**Your assignment**: From the entries below, pull out each line where "actual" appears.

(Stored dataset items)

//! Per-resource decode errors
//!
//! These are the recoverable error class: a failed decode of one resource
//! never prevents callers from decoding its siblings. Fatal configuration
//! errors live with the shapes crate instead.

use thiserror::Error;

/// Result type for decode operations
pub type Result<T> = std::result::Result<T, DecodeError>;

/// Recoverable per-resource decode errors
///
/// Each variant names the resource and predicate involved so diagnostics
/// can point at the offending statement. Enumerated/fixed-value mismatches
/// are deliberately *not* represented here: those decode to an absent
/// field.
#[derive(Debug, Clone, Error, PartialEq, Eq)]
pub enum DecodeError {
    /// A term of the wrong shape was found where a specific kind was required
    #[error("mistyped value on {subject} / {predicate}: expected {expected}, got {actual}")]
    MistypedValue {
        subject: String,
        predicate: String,
        expected: &'static str,
        actual: String,
    },

    /// A required predicate had no (acceptable) value
    #[error("missing required value on {subject} / {predicate}")]
    MissingRequiredValue { subject: String, predicate: String },

    /// The resource does not carry the RDF type the decoder recognizes
    #[error("unexpected type on {subject}: expected {expected}")]
    UnexpectedType { subject: String, expected: String },
}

**Answer area**:
    #[error("mistyped value on {subject} / {predicate}: expected {expected}, got {actual}")]
        actual: String,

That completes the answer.